- Sandaur Location in Punjab, India Sandaur Sandaur (India)
- Coordinates: 30°34′18″N 75°44′24″E﻿ / ﻿30.5716°N 75.7401°E
- Country: India
- State: Punjab
- District: Malerkotla

Government
- • Type: Municipal Corporation
- • Body: Municipal Corporation Malerkotla
- Time zone: UTC+5:30 (IST)
- PIN: 148023
- Vehicle registration: PB-28
- Website: www.malerkotla.co.in

= Sandaur =

Sandaur is a village in the Malerkotla district of Punjab, India. Formerly a part of the Sangrur district, it is located in the Malerkotla tehsil.

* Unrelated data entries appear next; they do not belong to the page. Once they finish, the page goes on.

use crate::{Backend, BackendError, ObjectMeta, Result};
use parking_lot::Mutex;
use std::collections::HashMap;

/// In-memory backend for tests.
///
/// Fully consistent by default. `new_weak()` reports S3-style weak
/// consistency and lets tests inject `NoSuchObject` failures on `delete`
/// to simulate propagation delay.
pub struct MemBackend {
    objects: Mutex<HashMap<String, (ObjectMeta, Vec<u8>)>>,
    consistent: bool,
    delete_failures: Mutex<u32>,
    puts: Mutex<u64>,
}

impl MemBackend {
    pub fn new() -> Self {
        Self {
            objects: Mutex::new(HashMap::new()),
            consistent: true,
            delete_failures: Mutex::new(0),
            puts: Mutex::new(0),
        }
    }

    pub fn new_weak() -> Self {
        Self { consistent: false, ..Self::new() }
    }

    /// The next `n` deletes of existing keys fail with `NoSuchObject`,
    /// as if the object had not yet propagated.
    pub fn inject_delete_failures(&self, n: u32) {
        *self.delete_failures.lock() = n;
    }

    pub fn object_count(&self) -> usize {
        self.objects.lock().len()
    }

    /// Total number of `put` calls, for upload-counting tests.
    pub fn put_count(&self) -> u64 {
        *self.puts.lock()
    }
}

impl Default for MemBackend {
    fn default() -> Self {
        Self::new()
    }
}

impl Backend for MemBackend {
    fn lookup(&self, key: &str) -> Result<ObjectMeta> {
        self.objects
            .lock()
            .get(key)
            .map(|(meta, _)| meta.clone())
            .ok_or_else(|| BackendError::NoSuchObject(key.to_string()))
    }

    fn get(&self, key: &str) -> Result<(ObjectMeta, Vec<u8>)> {
        self.objects
            .lock()
            .get(key)
            .cloned()
            .ok_or_else(|| BackendError::NoSuchObject(key.to_string()))
    }

    fn put(&self, key: &str, data: &[u8], meta: &ObjectMeta, _is_compressed: bool) -> Result<()> {
        *self.puts.lock() += 1;
        self.objects
            .lock()
            .insert(key.to_string(), (meta.clone(), data.to_vec()));
        Ok(())
    }

    fn delete(&self, key: &str) -> Result<()> {
        {
            let mut failures = self.delete_failures.lock();
            if *failures > 0 {
                *failures -= 1;
                return Err(BackendError::NoSuchObject(key.to_string()));
            }
        }
        self.objects
            .lock()
            .remove(key)
            .map(|_| ())
            .ok_or_else(|| BackendError::NoSuchObject(key.to_string()))
    }

    fn list(&self, prefix: &str) -> Result<Vec<String>> {
        let mut keys: Vec<String> = self
            .objects
            .lock()
            .keys()
            .filter(|k| k.starts_with(prefix))
            .cloned()
            .collect();
        keys.sort();
        Ok(keys)
    }

    fn clear(&self) -> Result<()> {
        self.objects.lock().clear();
        Ok(())
    }

    fn read_after_create_consistent(&self) -> bool { self.consistent }
    fn read_after_delete_consistent(&self) -> bool { self.consistent }
    fn list_after_delete_consistent(&self) -> bool { self.consistent }
    fn is_get_consistent(&self) -> bool { self.consistent }
}

#[cfg(test)]
mod tests {
    use super::*;

    #[test]
    fn delete_failure_injection() -> Result<()> {
        let backend = MemBackend::new_weak();
        backend.put("k", b"v", &ObjectMeta::new(), false)?;
        backend.inject_delete_failures(2);
        assert!(matches!(backend.delete("k"), Err(BackendError::NoSuchObject(_))));
        assert!(matches!(backend.delete("k"), Err(BackendError::NoSuchObject(_))));
        backend.delete("k")?;
        assert_eq!(backend.object_count(), 0);
        Ok(())
    }

    #[test]
    fn list_filters_by_prefix() -> Result<()> {
        let backend = MemBackend::new();
        backend.put("s3ql_data_1", b"", &ObjectMeta::new(), false)?;
        backend.put("s3ql_data_2", b"", &ObjectMeta::new(), false)?;
        backend.put("s3ql_seq_no_0", b"", &ObjectMeta::new(), false)?;
        assert_eq!(backend.list("s3ql_data_")?.len(), 2);
        assert_eq!(backend.list("s3ql_seq_no_")?.len(), 1);
        Ok(())
    }
}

According to Census 2011 information the location code or village code of Sandaur village is 039427. It is situated 14 km away from sub-district headquarter Malerkotla .Illiteracy ratio is 31%. Here 1104 out of total 3532 people are illiterate. Male illiteracy rate here is 26% as 497 males out of total 1864 are uneducated. In females the illiteracy rate is 36% and 607 out of total 1668 females are illiterate in this village. The number of employed persons is 1168 still 2364 are non-working. Out of 1168 working person 403 individuals are fully dependent on agriculture. The total area of village is 607 hectares. 1864 are males whereas the females count 1668 here. The village had 343 children in the age group of 0-6 years. Out of this 179 are boys and 164 are girls. Literacy rate in Sandaur village is 68%. 2428 out of total 3532 population is educated here. Among males the literacy ratio is 73% as 1367 males out of total 1864 are literate while female literacy ratio is 63% as 1061 out of total 1668 females are educated in this Village.